パウル・カレル(Paul Carell, 1911年11月2日 - 1997年6月20日)は、ドイツの戦記作家。本名パウル・カール・シュミット(Paul Karl Schmidt)。
第二次世界大戦後、カレルはノンフィクション戦記作家として成功、その著作はドイツ国防軍の美化・英雄視に特徴があるとされる。彼の大ヒット作となった小説中に必ずしもヒトラーやナチズムを礼賛する内容があるわけではないが、彼自身の親衛隊やヒトラー政権時の外務省報道局長としての前歴がその後広く知られたこともあって、彼の著作は歴史修正主義の立場に基づき、歴史資料としては信頼性のあるものとはみなされなくなっている。
パウル・カール・シュミットは1911年、テューリンゲン州のケルプラに生まれる。1931年にナチ党に入党、1934年にキール大学を卒業、同大学心理学研究所の助手となる。国家社会主義ドイツ学生同盟 (NSDStB) の各種の役職に就く。1938年には親衛隊に入隊。
1940年にSS中佐に昇進。同年外務大臣リッベントロップの下、外務省報道局長としてドイツの対外報道・宣伝を取り仕切る。宣伝力はナチ党全国新聞指導者であったSS大将のオットー・ディートリヒや宣伝省ラジオ放送局長のハンス・フリッチェに引けを取らなかった。彼はまた外国向け国防軍宣伝の雑誌「Signal」の編集に関与していた。同誌は20カ国語以上の言語で発行されたグラビア雑誌である。
戦後、シュミットは作家となる。1950年代以来、彼はハンブルクのグラビア雑誌 Kristall に投稿し、高い評価を得る。彼は Paul Karell のペンネームを使用したが、後に、英語圏を含め世界的にもドイツ語らしく思われない Paul Carell に変更した。なお、Karell自体も、ミドルネームのKarl(英語のCharlesに相当し、ドイツにおいてもファーストネーム・ミドルネーム等に多いものの少数ながら苗字にも存在する。)からとったもので、岡部芳彦はドイツ人にとって初めからチェコ系のような(中立的な立場にある)外国人風に聞こえるペンネームであったことを指摘している。

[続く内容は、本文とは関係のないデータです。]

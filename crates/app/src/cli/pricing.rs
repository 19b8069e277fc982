use std::{path::PathBuf, str::FromStr};

use clap::{Args, Subcommand};
use printshop::pricing::{CustomizationType, Placement, PricingRecord};
use printshop_app::{
    context::AppContext,
    pricing::{PricingGridEditor, PricingGridLoader},
};
use rust_decimal::Decimal;
use rusty_money::iso::Currency;
use tabled::builder::Builder;

use crate::cli::{
    selection::{self, SelectionArgs},
    table,
};

#[derive(Debug, Args)]
pub(crate) struct PricingCommand {
    #[command(subcommand)]
    command: PricingSubcommand,
}

#[derive(Debug, Subcommand)]
enum PricingSubcommand {
    /// Print the current pricing grid
    Show,

    /// Price a customization
    Quote(QuoteArgs),

    /// Edit the pricing grid (admin)
    Edit(EditArgs),
}

#[derive(Debug, Args)]
pub(crate) struct QuoteArgs {
    /// Model to customize; its base price is used
    #[arg(long, required_unless_present = "base_price", conflicts_with = "base_price")]
    model: Option<String>,

    /// Base price to quote against instead of a model
    #[arg(long)]
    base_price: Option<Decimal>,

    #[command(flatten)]
    selection: SelectionArgs,
}

#[derive(Debug, Args)]
pub(crate) struct EditArgs {
    /// YAML file of prices keyed by type, then placement
    #[arg(long)]
    file: Option<PathBuf>,

    /// Set a cell, e.g. `text.front=5`
    #[arg(long = "set", value_name = "TYPE.PLACEMENT=PRICE")]
    sets: Vec<String>,

    /// Clear a cell, e.g. `combo.any`
    #[arg(long = "clear", value_name = "TYPE.PLACEMENT")]
    clears: Vec<String>,

    /// Print the resulting grid without saving it
    #[arg(long)]
    dry_run: bool,
}

pub(crate) async fn run(command: PricingCommand, context: &mut AppContext) -> Result<(), String> {
    match command.command {
        PricingSubcommand::Show => show(context).await,
        PricingSubcommand::Quote(args) => quote(args, context).await,
        PricingSubcommand::Edit(args) => edit(args, context).await,
    }
}

async fn show(context: &AppContext) -> Result<(), String> {
    let loader = PricingGridLoader::mount(context.pricing.clone());

    loader
        .load()
        .await
        .map_err(|error| format!("failed to load pricing grid: {error}"))?;

    let records = loader.snapshot().grid.records();

    if records.is_empty() {
        println!("no customization prices configured");
        return Ok(());
    }

    println!("{}", records_table(&records, context.currency)?);

    Ok(())
}

async fn quote(args: QuoteArgs, context: &AppContext) -> Result<(), String> {
    let (label, base_price) = match (&args.model, args.base_price) {
        (Some(id), _) => {
            let model = selection::model(context, id).await?;
            (model.name, model.base_price)
        }
        (None, Some(base_price)) => ("base price".to_string(), base_price),
        (None, None) => return Err("either --model or --base-price is required".to_string()),
    };

    let selector = selection::selector(context, base_price, args.selection).await?;
    let totals = selector.totals();
    let savings = selector.savings();
    let currency = context.currency;

    let mut builder = Builder::default();
    builder.push_record(["", "Amount"]);
    builder.push_record([label, table::amount(totals.base_model_price, currency)?]);
    builder.push_record([
        "Customization".to_string(),
        table::amount(totals.customization_price, currency)?,
    ]);
    builder.push_record([
        "Total".to_string(),
        table::amount(totals.grand_total, currency)?,
    ]);

    println!("{}", table::render(builder, 1));

    if let Some(saved) = savings.text {
        println!(
            "text on both sides saves {}",
            table::amount(saved, currency)?
        );
    }

    if let Some(saved) = savings.image {
        println!(
            "image on both sides saves {}",
            table::amount(saved, currency)?
        );
    }

    Ok(())
}

async fn edit(args: EditArgs, context: &AppContext) -> Result<(), String> {
    let mut editor = PricingGridEditor::open(context.pricing.clone())
        .await
        .map_err(|error| format!("failed to load pricing grid: {error}"))?;

    if let Some(path) = &args.file {
        editor
            .apply_yaml_file(path)
            .map_err(|error| format!("{}: {error}", path.display()))?;
    }

    for assignment in &args.sets {
        let (cell, price) = assignment
            .split_once('=')
            .ok_or_else(|| format!("expected TYPE.PLACEMENT=PRICE, got {assignment:?}"))?;
        let (kind, placement) = parse_cell(cell)?;

        editor
            .set_field(kind, placement, price)
            .map_err(|error| error.to_string())?;
    }

    for cell in &args.clears {
        let (kind, placement) = parse_cell(cell)?;

        editor.clear_field(kind, placement);
    }

    let saved = if args.dry_run {
        editor.records()
    } else {
        editor.save().await
    };

    let records = saved.map_err(|error| error.to_string())?;

    println!("{}", records_table(&records, context.currency)?);

    if args.dry_run {
        println!("dry run: pricing grid not saved");
    } else {
        println!("pricing grid saved ({} cells)", records.len());
    }

    Ok(())
}

fn parse_cell(cell: &str) -> Result<(CustomizationType, Placement), String> {
    let (kind, placement) = cell
        .split_once('.')
        .ok_or_else(|| format!("expected TYPE.PLACEMENT, got {cell:?}"))?;

    let kind = CustomizationType::from_str(kind).map_err(|error| error.to_string())?;
    let placement = Placement::from_str(placement).map_err(|error| error.to_string())?;

    Ok((kind, placement))
}

fn records_table(records: &[PricingRecord], currency: &'static Currency) -> Result<String, String> {
    let mut builder = Builder::default();
    builder.push_record(["Type", "Placement", "Price"]);

    for record in records {
        builder.push_record([
            record.kind.to_string(),
            record.placement.to_string(),
            table::amount(record.price, currency)?,
        ]);
    }

    Ok(table::render(builder, 2))
}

シュミットが1944年5月にハンガリーのユダヤ人の国外移送に関し、これを理由つける方法を示唆したという記録が残っていたため、1965年から1971年にフェルデンのニーダーザクセン州検事局は彼をハンガリーのユダヤ人の殺害に関する捜査を行ったが、不起訴となり捜査は終了した。
捜査と平行して、シュミットは二度目の成功を作家として得ることになる。彼は戦後の出版業界で活躍する「昔の仲間たち」の協力を得てフリーランスの作家として、Die Welt 紙やDie Zeit 紙といった有力新聞に記事を寄稿することになった。さらに、Norddeutsche Rundschau(ドイツ語: Schleswig-Holsteinischer Zeitungsverlag) 紙、また進歩的なニュース週刊誌 Der Spiegel にも執筆した。彼は保守的な出版社アクセル・シュプリンガー株式会社(英語: Axel Springer AG)の顧問にもなり、アクセル・シュプリンガー自身のための演説原稿を代筆した。
彼の成功作『バルバロッサ作戦』や 『焦土作戦』は、東部戦線における戦闘の模様の克明な記録である。彼はその死まで東部戦線におけるドイツ国防軍による民間人に対する戦争犯罪の存在を否定した。
彼は単なる情報将校ではなく、ドイツ外務省報道局長の立場にもいて、熱心なナチであった。またホロコーストにも関与しており、ユダヤ人政策に関してナチスに大義名分をもたらすためには情報の偽造も自ら提案するほどだった(1944年5月、ヴィルヘルム・ケプラーに提出された覚書より)。そのようなことから彼の著書に関して、政治的思想などから情報の取捨選択において偏向の可能性あるのは明らかとされ、21世紀以降、ドイツ及びヨーロッパでは完全に無視されている[注 1]。